Despite the oddity of the otherworldly Fish that Jakub had summoned to Arethil.

Well, Heike was glad that it was here. For five long agonizing years spent as a Slaughtern Vampire, the darkness of night or, as it was here, the pitch blackness of the maw down in that small staircase, was not a problem to her corrupted, piercing eyes. Now by virtue of her humanity being restored was she deprived of this gift--and good riddance! For at terrible cost it had come.

Even the brilliance of the otherworldly Fish had its limits, however, and its illumination only banished that dark so far. The sheer eerie nature of that murky blackness, those horrendous (claw marks?) upon the back of the door, the talons of cold raking through her armor and across her skin--all of it conspired to paint a sinister picture of what lay after that descent into the crypt proper.

Heike drew her longsword. Held it down to one side.

A small glance to her left. To Jakub. "What is odd?"

Specifically, she meant by the quiet, firmly inquisitive tone. Jakub's insight was peerless, his experience in this field something that he exuded and something that Heike could effortlessly perceive. Perhaps he had seen something of this like before?

Jakub
 
Jakub backtracked a step, shifting his weight onto the back leg in anticipation of things to come. A pair of beady, glowing eyes lit up the darkness, rapidly approaching from what he assumed to be the staircase's bottom. Their almondy shape, slited pupils and disproportionate size spoke volumes of non-human origin. For no human eye could appear as such. No human eye glowed with the unholy intensity of the damned while at the same time radiating violent desires. He watched as the bloody sclera bled into the pitch-black pupils, turning into a blur as the creature ascended towards him with murderous intent. He barely had the time to think before a gnarly head broke the surface of the unknown, devoid of facial hair, with elongated ears and gaunt hide. It looked like a strange combination of man and bat, with vaguely undead-ish features.

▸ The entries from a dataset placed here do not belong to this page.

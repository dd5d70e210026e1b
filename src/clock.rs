//! Time source abstraction.
//!
//! All presence timestamps are unix seconds read through the [`Clock`] trait
//! so that expiry behavior can be driven deterministically in tests instead
//! of sleeping through real timeouts.

use std::sync::atomic::{AtomicU64, Ordering};
use std::time::{SystemTime, UNIX_EPOCH};

/// A source of "now" in unix seconds.
pub trait Clock: Send + Sync {
    /// Current time as seconds since the unix epoch.
    fn now_unix(&self) -> u64;
}

/// The wall clock. Used everywhere outside of tests.
#[derive(Debug, Clone, Copy, Default)]
pub struct SystemClock;

impl Clock for SystemClock {
    fn now_unix(&self) -> u64 {
        SystemTime::now()
            .duration_since(UNIX_EPOCH)
            .map(|d| d.as_secs())
            .unwrap_or(0)
    }
}

/// A clock that only moves when told to. Intended for test harnesses.
#[derive(Debug, Default)]
pub struct ManualClock {
    now: AtomicU64,
}

impl ManualClock {
    /// Create a clock frozen at `start` unix seconds.
    pub fn new(start: u64) -> Self {
        Self {
            now: AtomicU64::new(start),
        }
    }

    /// Move the clock forward by `secs`.
    pub fn advance(&self, secs: u64) {
        self.now.fetch_add(secs, Ordering::SeqCst);
    }

    /// Jump the clock to an absolute time.
    pub fn set(&self, now: u64) {
        self.now.store(now, Ordering::SeqCst);
    }
}

impl Clock for ManualClock {
    fn now_unix(&self) -> u64 {
        self.now.load(Ordering::SeqCst)
    }
}
//! In-process bus implementation.

use super::{MessageBus, PublishOptions};
use crate::error::BusError;
use async_trait::async_trait;
use dashmap::DashMap;
use serde_json::Value;

/// One published message as retained by [`MemoryBus`].
#[derive(Debug, Clone, PartialEq, Eq)]
pub struct BusMessage {
    /// Per-topic message id, starting at 1.
    pub id: u64,
    /// The JSON body delivered to clients.
    pub payload: Value,
    /// Out-of-band delivery restrictions.
    pub options: PublishOptions,
}

/// Concurrent in-process [`MessageBus`] that retains every message per
/// topic, preserving publish order.
///
/// Suitable for single-process deployments and for asserting on the wire
/// contract in tests.
#[derive(Debug, Default)]
pub struct MemoryBus {
    topics: DashMap<String, Vec<BusMessage>>,
}

impl MemoryBus {
    /// Create an empty bus.
    pub fn new() -> Self {
        Self::default()
    }

    /// All messages published to a topic, in order.
    pub fn messages(&self, topic: &str) -> Vec<BusMessage> {
        self.topics
            .get(topic)
            .map(|log| log.clone())
            .unwrap_or_default()
    }
}

#[async_trait]
impl MessageBus for MemoryBus {
    async fn publish(
        &self,
        topic: &str,
        payload: Value,
        options: PublishOptions,
    ) -> Result<u64, BusError> {
        let mut log = self.topics.entry(topic.to_string()).or_default();
        let id = log.last().map(|m| m.id).unwrap_or(0) + 1;
        log.push(BusMessage {
            id,
            payload,
            options,
        });
        Ok(id)
    }

    async fn last_id(&self, topic: &str) -> Result<u64, BusError> {
        Ok(self
            .topics
            .get(topic)
            .and_then(|log| log.last().map(|m| m.id))
            .unwrap_or(0))
    }
}

#[cfg(test)]
mod tests {
    use super::*;
    use crate::types::UserId;
    use serde_json::json;

    #[tokio::test]
    async fn test_ids_are_ordered_per_topic() {
        let bus = MemoryBus::new();

        let a1 = bus
            .publish("/a", json!({"n": 1}), PublishOptions::unrestricted())
            .await
            .unwrap();
        let b1 = bus
            .publish("/b", json!({"n": 1}), PublishOptions::unrestricted())
            .await
            .unwrap();
        let a2 = bus
            .publish("/a", json!({"n": 2}), PublishOptions::unrestricted())
            .await
            .unwrap();

        assert_eq!((a1, a2), (1, 2));
        assert_eq!(b1, 1);
        assert_eq!(bus.last_id("/a").await.unwrap(), 2);
        assert_eq!(bus.last_id("/b").await.unwrap(), 1);
        assert_eq!(bus.last_id("/c").await.unwrap(), 0);
    }

    #[tokio::test]
    async fn test_restriction_metadata_is_out_of_band() {
        let bus = MemoryBus::new();
        let options = PublishOptions {
            allowed_user_ids: Some(vec![UserId(5)]),
            allowed_group_ids: None,
        };

        bus.publish("/a", json!({"countDelta": 1}), options.clone())
            .await
            .unwrap();

        let messages = bus.messages("/a");
        assert_eq!(messages.len(), 1);
        assert_eq!(messages[0].options, options);
        // The payload body carries no trace of the restriction.
        assert_eq!(messages[0].payload, json!({"countDelta": 1}));
    }
}
//! Error types for presence operations.

use thiserror::Error;

/// Errors surfaced by the backing key-value store.
#[derive(Debug, Error)]
pub enum StoreError {
    /// The backend cannot be reached.
    #[error("store unavailable: {0}")]
    Unavailable(String),

    /// The backend accepted the connection but refuses writes
    /// (e.g. a read-only failover).
    #[error("store is read-only")]
    ReadOnly,

    /// Any other backend failure.
    #[error("store backend error: {0}")]
    Backend(String),
}

/// Errors surfaced by the distributed lock.
#[derive(Debug, Error)]
pub enum LockError {
    /// The lock stayed contended past the bounded wait.
    #[error("timed out acquiring lock '{key}' after {waited_ms}ms")]
    Timeout { key: String, waited_ms: u64 },

    /// The store backing the lock failed.
    #[error(transparent)]
    Store(#[from] StoreError),
}

/// Errors surfaced by the message bus.
#[derive(Debug, Error)]
pub enum BusError {
    /// The bus backend failed.
    #[error("bus backend error: {0}")]
    Backend(String),
}

/// Top-level error for channel operations.
#[derive(Debug, Error)]
pub enum PresenceError {
    /// No prefix resolver matched the name, or the resolver declined it.
    /// Distinct from a permission failure.
    #[error("no channel registered for '{0}'")]
    NotFound(String),

    /// A mutating operation was attempted without entry permission.
    /// Treated as a caller bug rather than a silent no-op, since ignoring
    /// it would mask a security defect upstream.
    #[error("operation not permitted on channel '{0}'")]
    Forbidden(String),

    /// The backing store failed mid-operation.
    #[error(transparent)]
    Store(#[from] StoreError),

    /// The channel lock could not be taken or released.
    #[error(transparent)]
    Lock(#[from] LockError),

    /// Publishing to the bus failed.
    #[error(transparent)]
    Bus(#[from] BusError),
}
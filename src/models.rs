pub mod clients;
pub use clients::{Client, ClientDetail, ClientEdit, CompanySummary, Note, Status};
pub mod structure;
pub use structure::{ClientObject, ObjectDetail, Service, ServiceDetail};
pub mod licences;
pub use licences::{ExpirationPayload, History, Licence, Notification, NotificationStatus};
pub mod stats;
pub use stats::{GeneralStatistics, LastActivities, Period};
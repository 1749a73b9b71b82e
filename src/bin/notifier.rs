// src/bin/notifier.rs
//
// O consumidor do outbox: reivindica notificações pendentes com SKIP LOCKED,
// entrega o payload ao gateway de e-mail e só então marca 'sent'. Falha de
// entrega deixa a linha pendente para a próxima rodada (at-least-once).

use std::time::Duration;

use sqlx::postgres::PgPoolOptions;

use licence_backoffice::{
    db::NotificationRepository,
    models::licences::ExpirationPayload,
};

const BATCH_SIZE: i64 = 10;
const REQUEST_TIMEOUT: Duration = Duration::from_secs(10);

#[tokio::main]
async fn main() -> anyhow::Result<()> {
    tracing_subscriber::fmt()
        .with_env_filter(
            tracing_subscriber::EnvFilter::try_from_default_env()
                .unwrap_or_else(|_| "info".into()),
        )
        .with_target(false)
        .compact()
        .init();

    dotenvy::dotenv().ok();

    let database_url = std::env::var("DATABASE_URL").expect("DATABASE_URL deve ser definida");
    let mailer_url = std::env::var("MAILER_URL").expect("MAILER_URL deve ser definida");
    let poll_secs: u64 = std::env::var("NOTIFIER_POLL_SECS")
        .ok()
        .and_then(|v| v.parse().ok())
        .unwrap_or(30);

    let pool = PgPoolOptions::new()
        .max_connections(2)
        .acquire_timeout(Duration::from_secs(3))
        .connect(&database_url)
        .await?;

    let repo = NotificationRepository::new(pool.clone());
    // Timeout obrigatório: um gateway pendurado seguraria a transação
    // aberta com o lote travado.
    let http = reqwest::Client::builder()
        .timeout(REQUEST_TIMEOUT)
        .build()?;

    tracing::info!("✅ Worker de notificações no ar; gateway em {}", mailer_url);

    loop {
        if let Err(e) = drain_pending(&pool, &repo, &http, &mailer_url).await {
            tracing::error!("rodada do outbox falhou: {}", e);
        }
        tokio::time::sleep(Duration::from_secs(poll_secs)).await;
    }
}

#[derive(Debug, PartialEq, Eq)]
enum Round {
    /// Nada pendente.
    Drained,
    /// Lote inteiro falhou; as linhas pendentes esperam o próximo poll.
    Stalled,
    /// Houve entrega, vale reivindicar o próximo lote.
    Progress,
}

fn classify_round(claimed: usize, sent: usize) -> Round {
    if claimed == 0 {
        Round::Drained
    } else if sent == 0 {
        Round::Stalled
    } else {
        Round::Progress
    }
}

async fn drain_pending(
    pool: &sqlx::PgPool,
    repo: &NotificationRepository,
    http: &reqwest::Client,
    mailer_url: &str,
) -> anyhow::Result<()> {
    loop {
        // O lote fica travado até o commit; outra instância do worker
        // pula essas linhas e pega as seguintes.
        let mut tx = pool.begin().await?;
        let batch = repo.claim_pending(&mut *tx, BATCH_SIZE).await?;

        let mut sent = 0usize;
        for notification in &batch {
            let payload = ExpirationPayload::from(notification);

            match http.post(mailer_url).json(&payload).send().await {
                Ok(response) if response.status().is_success() => {
                    repo.mark_sent(&mut *tx, notification.id).await?;
                    sent += 1;
                    tracing::info!(
                        notification_id = notification.id,
                        licence_id = notification.licence_id,
                        "notificação entregue"
                    );
                }
                Ok(response) => {
                    tracing::warn!(
                        notification_id = notification.id,
                        status = %response.status(),
                        "gateway recusou a notificação; fica para a próxima rodada"
                    );
                }
                Err(e) => {
                    tracing::warn!(
                        notification_id = notification.id,
                        "falha ao falar com o gateway: {}",
                        e
                    );
                }
            }
        }

        let outcome = classify_round(batch.len(), sent);
        tx.commit().await?;

        // Sem progresso o loop pararia de dormir: com o gateway fora do ar
        // as mesmas linhas voltariam do claim imediatamente, para sempre.
        if outcome != Round::Progress {
            return Ok(());
        }
    }
}

#[cfg(test)]
mod tests {
    use super::*;

    #[test]
    fn empty_claim_means_the_outbox_is_drained() {
        assert_eq!(classify_round(0, 0), Round::Drained);
    }

    #[test]
    fn a_fully_failed_batch_stalls_the_round_instead_of_spinning() {
        // Gateway fora do ar: nada foi marcado 'sent', então a rodada
        // termina e o worker volta a dormir até o próximo poll.
        assert_eq!(classify_round(10, 0), Round::Stalled);
    }

    #[test]
    fn partial_delivery_keeps_draining() {
        assert_eq!(classify_round(10, 7), Round::Progress);
        assert_eq!(classify_round(3, 3), Round::Progress);
    }
}
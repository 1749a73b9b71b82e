// src/services/licence_service.rs

use chrono::{DateTime, Utc};
use sqlx::{Postgres, Transaction};

use crate::{
    common::error::AppError,
    db::{ClientRepository, LicenceRepository, StructureRepository},
    models::clients::Status,
    models::licences::Licence,
    services::status_rules::{self, CounterOp},
};

// O orquestrador de transições: cada mutação de licença roda numa transação
// só, com a licença e os clientes afetados travados via FOR UPDATE. Cliente
// que não resolve é warn e segue; referência pendurada nunca bloqueia a
// mutação da licença.
#[derive(Clone)]
pub struct LicenceService {
    licence_repo: LicenceRepository,
    client_repo: ClientRepository,
    structure_repo: StructureRepository,
}

impl LicenceService {
    pub fn new(
        licence_repo: LicenceRepository,
        client_repo: ClientRepository,
        structure_repo: StructureRepository,
    ) -> Self {
        Self {
            licence_repo,
            client_repo,
            structure_repo,
        }
    }

    // Trava o cliente, aplica a operação pura e persiste o par derivado.
    // Cliente inexistente: no-op logado, por contrato.
    async fn apply_op(
        &self,
        tx: &mut Transaction<'_, Postgres>,
        op: CounterOp,
        client_id: i32,
    ) -> Result<(), AppError> {
        let client = match self
            .client_repo
            .find_by_id_for_update(&mut **tx, client_id)
            .await?
        {
            Some(client) => client,
            None => {
                tracing::warn!(
                    client_id,
                    ?op,
                    "licença aponta para cliente inexistente; derivação ignorada"
                );
                return Ok(());
            }
        };

        let (count, status) = status_rules::apply(op, client.count_licence, client.status);
        self.client_repo
            .save_derived(&mut **tx, client_id, count, status)
            .await?;

        Ok(())
    }

    // --- CRIAÇÃO ---

    pub async fn create_licence<'e, E>(
        &self,
        executor: E,
        client_id: i32,
        status: Status,
        date_begin: DateTime<Utc>,
        date_end: DateTime<Utc>,
        service_id: i32,
    ) -> Result<Licence, AppError>
    where
        E: sqlx::Acquire<'e, Database = Postgres>,
    {
        // service_id é FK de verdade: 404 antes de abrir a transação.
        if self.structure_repo.find_service(service_id).await?.is_none() {
            return Err(AppError::ServiceNotFound);
        }

        let mut tx = executor.begin().await?;

        let licence = self
            .licence_repo
            .insert(&mut *tx, client_id, status, date_begin, date_end, service_id)
            .await?;

        if let Some(op) = status_rules::on_create(status) {
            self.apply_op(&mut tx, op, client_id).await?;
        }

        tx.commit().await?;
        Ok(licence)
    }

    // --- EDIÇÃO ---

    pub async fn update_licence<'e, E>(
        &self,
        executor: E,
        id: i32,
        client_id: i32,
        status: Status,
        date_begin: DateTime<Utc>,
        date_end: DateTime<Utc>,
        service_id: i32,
    ) -> Result<Licence, AppError>
    where
        E: sqlx::Acquire<'e, Database = Postgres>,
    {
        if self.structure_repo.find_service(service_id).await?.is_none() {
            return Err(AppError::ServiceNotFound);
        }

        let mut tx = executor.begin().await?;

        // Trava a licença primeiro: o par (prev_client, prev_status) é a
        // entrada da tabela de efeitos e não pode mudar embaixo de nós.
        let prev = self
            .licence_repo
            .find_by_id_for_update(&mut *tx, id)
            .await?
            .ok_or(AppError::LicenceNotFound)?;

        let effects = status_rules::on_edit(prev.client_id, prev.status, client_id, status);

        if effects.log_transition {
            self.licence_repo
                .insert_history(&mut *tx, id, prev.status, status, Utc::now(), client_id)
                .await?;
        }

        // Ordem canônica (id crescente) ao travar os dois clientes de um
        // re-parent; edições simultâneas em sentidos opostos não se cruzam.
        for (affected_client, op) in effects.ops(prev.client_id, client_id) {
            self.apply_op(&mut tx, op, affected_client).await?;
        }

        let updated = self
            .licence_repo
            .update(&mut *tx, id, client_id, status, date_begin, date_end, service_id)
            .await?
            .ok_or(AppError::LicenceNotFound)?;

        tx.commit().await?;
        Ok(updated)
    }

    // --- REMOÇÃO ---

    pub async fn delete_licence<'e, E>(&self, executor: E, id: i32) -> Result<(), AppError>
    where
        E: sqlx::Acquire<'e, Database = Postgres>,
    {
        let mut tx = executor.begin().await?;

        let prev = self
            .licence_repo
            .find_by_id_for_update(&mut *tx, id)
            .await?
            .ok_or(AppError::LicenceNotFound)?;

        if let Some(op) = status_rules::on_delete(prev.status) {
            self.apply_op(&mut tx, op, prev.client_id).await?;
        }

        self.licence_repo.delete(&mut *tx, id).await?;

        tx.commit().await?;
        Ok(())
    }

    // --- LEITURA ---

    pub async fn get_licence(&self, id: i32) -> Result<Licence, AppError> {
        self.licence_repo
            .find_by_id(id)
            .await?
            .ok_or(AppError::LicenceNotFound)
    }

    pub async fn list_licences(&self) -> Result<Vec<Licence>, AppError> {
        self.licence_repo.list_all().await
    }

    pub async fn search_licences(
        &self,
        client_id: Option<i32>,
        status: Option<Status>,
        date_end: Option<DateTime<Utc>>,
    ) -> Result<Vec<Licence>, AppError> {
        self.licence_repo.search(client_id, status, date_end).await
    }
}
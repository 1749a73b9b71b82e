// src/docs.rs

use utoipa::OpenApi;

use crate::handlers;
use crate::models;

#[derive(OpenApi)]
#[openapi(
    paths(
        // --- Clients ---
        handlers::clients::create_client,
        handlers::clients::list_clients,
        handlers::clients::get_client,
        handlers::clients::update_client,
        handlers::clients::delete_client,
        handlers::clients::create_note,
        handlers::clients::list_companies,
        handlers::clients::search_clients,

        // --- Objects ---
        handlers::objects::create_object,
        handlers::objects::list_objects,
        handlers::objects::get_object,
        handlers::objects::update_object,
        handlers::objects::delete_object,

        // --- Services ---
        handlers::services::create_service,
        handlers::services::list_services,
        handlers::services::get_service,
        handlers::services::update_service,
        handlers::services::delete_service,

        // --- Licences ---
        handlers::licences::create_licence,
        handlers::licences::get_licence,
        handlers::licences::update_licence,
        handlers::licences::delete_licence,
        handlers::licences::list_licences,
        handlers::licences::search_licences,

        // --- Statistics ---
        handlers::stats::general_statistics,
        handlers::stats::last_activities,

        // --- Notifications ---
        handlers::notifications::notify_expiration,
    ),
    components(
        schemas(
            // --- Domínio ---
            models::clients::Status,
            models::clients::Client,
            models::clients::ClientDetail,
            models::clients::CompanySummary,
            models::clients::Note,
            models::clients::ClientEdit,
            models::structure::ClientObject,
            models::structure::ObjectDetail,
            models::structure::Service,
            models::structure::ServiceDetail,
            models::licences::Licence,
            models::licences::History,
            models::licences::Notification,
            models::licences::NotificationStatus,
            models::stats::Period,
            models::stats::LicenceStats,
            models::stats::ClientStats,
            models::stats::GeneralStatistics,
            models::stats::LastActivities,

            // --- Payloads ---
            handlers::clients::CreateClientPayload,
            handlers::clients::UpdateClientPayload,
            handlers::clients::CreateNotePayload,
            handlers::objects::ObjectPayload,
            handlers::services::ServicePayload,
            handlers::licences::LicencePayload,
            handlers::notifications::NotifyExpirationPayload,
        )
    ),
    tags(
        (name = "Clients", description = "Clientes, anotações e auditoria de edições"),
        (name = "Objects", description = "Objetos físicos dos clientes"),
        (name = "Services", description = "Serviços instalados nos objetos"),
        (name = "Licences", description = "Licenças e o motor de status"),
        (name = "Statistics", description = "Indicadores do painel"),
        (name = "Notifications", description = "Outbox de expiração de licenças")
    )
)]
pub struct ApiDoc;

#[cfg(test)]
mod tests {
    use super::*;

    // O derive de OpenApi gera código por nome de schema; este teste garante
    // que o documento inteiro monta e expõe os schemas do domínio.
    #[test]
    fn openapi_document_builds_with_all_domain_schemas() {
        let doc = ApiDoc::openapi();
        let json = serde_json::to_value(&doc).unwrap();
        let schemas = &json["components"]["schemas"];

        for name in [
            "Client",
            "ClientObject",
            "Service",
            "Licence",
            "History",
            "GeneralStatistics",
        ] {
            assert!(schemas.get(name).is_some(), "schema ausente: {name}");
        }
    }
}
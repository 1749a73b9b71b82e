// src/models/structure.rs
//
// A hierarquia física: Cliente -> Objeto -> Serviço. As licenças penduram
// no serviço (ver models/licences.rs).

use serde::{Deserialize, Serialize};
use sqlx::FromRow;
use utoipa::ToSchema;

#[derive(Debug, Clone, Serialize, Deserialize, FromRow, ToSchema)]
#[serde(rename_all = "camelCase")]
pub struct ClientObject {
    pub id: i32,
    pub name: String,
    pub client_id: i32,
}

/// Objeto com os serviços carregados (GET /objects/{id}).
#[derive(Debug, Clone, Serialize, ToSchema)]
#[serde(rename_all = "camelCase")]
pub struct ObjectDetail {
    #[serde(flatten)]
    pub object: ClientObject,
    pub services: Vec<Service>,
}

#[derive(Debug, Clone, Serialize, Deserialize, FromRow, ToSchema)]
#[serde(rename_all = "camelCase")]
pub struct Service {
    pub id: i32,
    pub name: String,
    pub object_id: i32,
}

/// Serviço com as licenças carregadas (GET /services/{id}).
#[derive(Debug, Clone, Serialize, ToSchema)]
#[serde(rename_all = "camelCase")]
pub struct ServiceDetail {
    #[serde(flatten)]
    pub service: Service,
    pub licences: Vec<super::licences::Licence>,
}
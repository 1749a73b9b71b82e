// src/models/licences.rs

use chrono::{DateTime, Utc};
use serde::{Deserialize, Serialize};
use sqlx::FromRow;
use utoipa::ToSchema;

use super::clients::Status;

// client_id aqui NÃO é FK: a licença pode ser re-apontada para um cliente
// que não resolve. O motor de status trata a referência pendurada como no-op.
#[derive(Debug, Clone, Serialize, Deserialize, FromRow, ToSchema)]
#[serde(rename_all = "camelCase")]
pub struct Licence {
    pub id: i32,
    pub client_id: i32,
    pub status: Status,
    pub date_begin: DateTime<Utc>,
    pub date_end: DateTime<Utc>,
    pub service_id: i32,
}

// Trilha imutável de transições de status. Só o motor escreve aqui, e só
// quando o status muda com o cliente inalterado. Nunca é editada.
#[derive(Debug, Clone, Serialize, FromRow, ToSchema)]
#[serde(rename_all = "camelCase")]
pub struct History {
    pub id: i32,
    pub licence_id: i32,
    pub prev_status: Status,
    pub next_status: Status,
    pub date: DateTime<Utc>,
    pub client_id: i32,
}

#[derive(Debug, Clone, Copy, Serialize, Deserialize, sqlx::Type, PartialEq, Eq, ToSchema)]
#[sqlx(type_name = "notification_status", rename_all = "lowercase")]
#[serde(rename_all = "lowercase")]
pub enum NotificationStatus {
    Pending,
    Sent,
}

/// Linha do outbox de expiração (tabela 'notifications').
#[derive(Debug, Clone, Serialize, FromRow, ToSchema)]
#[serde(rename_all = "camelCase")]
pub struct Notification {
    pub id: i32,
    pub licence_id: i32,
    pub client_id: i32,
    pub email: String,
    pub expiry_date: DateTime<Utc>,
    pub status: NotificationStatus,
    pub created_at: DateTime<Utc>,
    pub sent_at: Option<DateTime<Utc>>,
}

/// Payload entregue ao gateway de e-mail pelo worker.
#[derive(Debug, Clone, Serialize, Deserialize, PartialEq)]
pub struct ExpirationPayload {
    pub client_id: i32,
    pub license_id: i32,
    pub expiry_date: DateTime<Utc>,
    pub email: String,
}

impl From<&Notification> for ExpirationPayload {
    fn from(n: &Notification) -> Self {
        Self {
            client_id: n.client_id,
            license_id: n.licence_id,
            expiry_date: n.expiry_date,
            email: n.email.clone(),
        }
    }
}

#[cfg(test)]
mod tests {
    use super::*;
    use chrono::TimeZone;

    // O consumidor externo espera exatamente estas chaves, com a data em ISO-8601.
    #[test]
    fn expiration_payload_wire_shape() {
        let payload = ExpirationPayload {
            client_id: 7,
            license_id: 42,
            expiry_date: Utc.with_ymd_and_hms(2026, 9, 30, 12, 0, 0).unwrap(),
            email: "contato@empresa.ru".into(),
        };

        let json = serde_json::to_value(&payload).unwrap();
        assert_eq!(json["client_id"], 7);
        assert_eq!(json["license_id"], 42);
        assert_eq!(json["email"], "contato@empresa.ru");
        assert_eq!(json["expiry_date"], "2026-09-30T12:00:00Z");
    }
}
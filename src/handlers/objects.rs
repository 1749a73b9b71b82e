// src/handlers/objects.rs

use axum::{
    extract::{Path, State},
    http::{header, StatusCode},
    response::IntoResponse,
    Json,
};
use serde::Deserialize;
use utoipa::ToSchema;
use validator::Validate;

use crate::{
    common::error::AppError,
    config::AppState,
    models::structure::{ClientObject, ObjectDetail},
};

#[derive(Debug, Deserialize, Validate, ToSchema)]
#[serde(rename_all = "camelCase")]
pub struct ObjectPayload {
    #[validate(length(min = 1, message = "O nome é obrigatório"))]
    #[schema(example = "Filial Norte")]
    pub name: String,

    pub client_id: i32,
}

// POST /objects
#[utoipa::path(
    post,
    path = "/objects",
    tag = "Objects",
    request_body = ObjectPayload,
    responses(
        (status = 201, description = "Objeto criado", body = ClientObject),
        (status = 404, description = "Cliente não encontrado")
    )
)]
pub async fn create_object(
    State(app_state): State<AppState>,
    Json(payload): Json<ObjectPayload>,
) -> Result<impl IntoResponse, AppError> {
    payload.validate()?;

    let object = app_state
        .structure_service
        .create_object(&app_state.db_pool, &payload.name, payload.client_id)
        .await?;

    let location = format!("/objects/{}", object.id);
    Ok((
        StatusCode::CREATED,
        [(header::LOCATION, location)],
        Json(object),
    ))
}

// GET /objects
#[utoipa::path(
    get,
    path = "/objects",
    tag = "Objects",
    responses((status = 200, description = "Lista de objetos", body = Vec<ClientObject>))
)]
pub async fn list_objects(
    State(app_state): State<AppState>,
) -> Result<impl IntoResponse, AppError> {
    let objects = app_state.structure_service.list_objects().await?;
    Ok((StatusCode::OK, Json(objects)))
}

// GET /objects/{id}
#[utoipa::path(
    get,
    path = "/objects/{id}",
    tag = "Objects",
    params(("id" = i32, Path, description = "ID do objeto")),
    responses(
        (status = 200, description = "Objeto com serviços", body = ObjectDetail),
        (status = 404, description = "Objeto não encontrado")
    )
)]
pub async fn get_object(
    State(app_state): State<AppState>,
    Path(id): Path<i32>,
) -> Result<impl IntoResponse, AppError> {
    let detail = app_state.structure_service.get_object(id).await?;
    Ok((StatusCode::OK, Json(detail)))
}

// PUT /objects/{id}
#[utoipa::path(
    put,
    path = "/objects/{id}",
    tag = "Objects",
    params(("id" = i32, Path, description = "ID do objeto")),
    request_body = ObjectPayload,
    responses(
        (status = 200, description = "Objeto atualizado", body = ClientObject),
        (status = 404, description = "Objeto não encontrado")
    )
)]
pub async fn update_object(
    State(app_state): State<AppState>,
    Path(id): Path<i32>,
    Json(payload): Json<ObjectPayload>,
) -> Result<impl IntoResponse, AppError> {
    payload.validate()?;

    let object = app_state
        .structure_service
        .update_object(&app_state.db_pool, id, &payload.name, payload.client_id)
        .await?;

    Ok((StatusCode::OK, Json(object)))
}

// DELETE /objects/{id}
#[utoipa::path(
    delete,
    path = "/objects/{id}",
    tag = "Objects",
    params(("id" = i32, Path, description = "ID do objeto")),
    responses(
        (status = 204, description = "Objeto removido"),
        (status = 404, description = "Objeto não encontrado"),
        (status = 409, description = "Existem licenças vinculadas")
    )
)]
pub async fn delete_object(
    State(app_state): State<AppState>,
    Path(id): Path<i32>,
) -> Result<impl IntoResponse, AppError> {
    app_state
        .structure_service
        .delete_object(&app_state.db_pool, id)
        .await?;

    Ok(StatusCode::NO_CONTENT)
}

The creature lunged at Jakub, revealing its true size to be that of a large dog. Concerned, the occultist sidestepped it just in the nick of time to avoid its gnarly claws. Had he been any slower, they would've surely sliced him to ribbons. Thankfully for Jakub, the initial distance gave him plenty of room to move sideways and save his skin. He observed its features as it passed him, noting the malnourishment it was likely suffering from alongside the scars littering its back.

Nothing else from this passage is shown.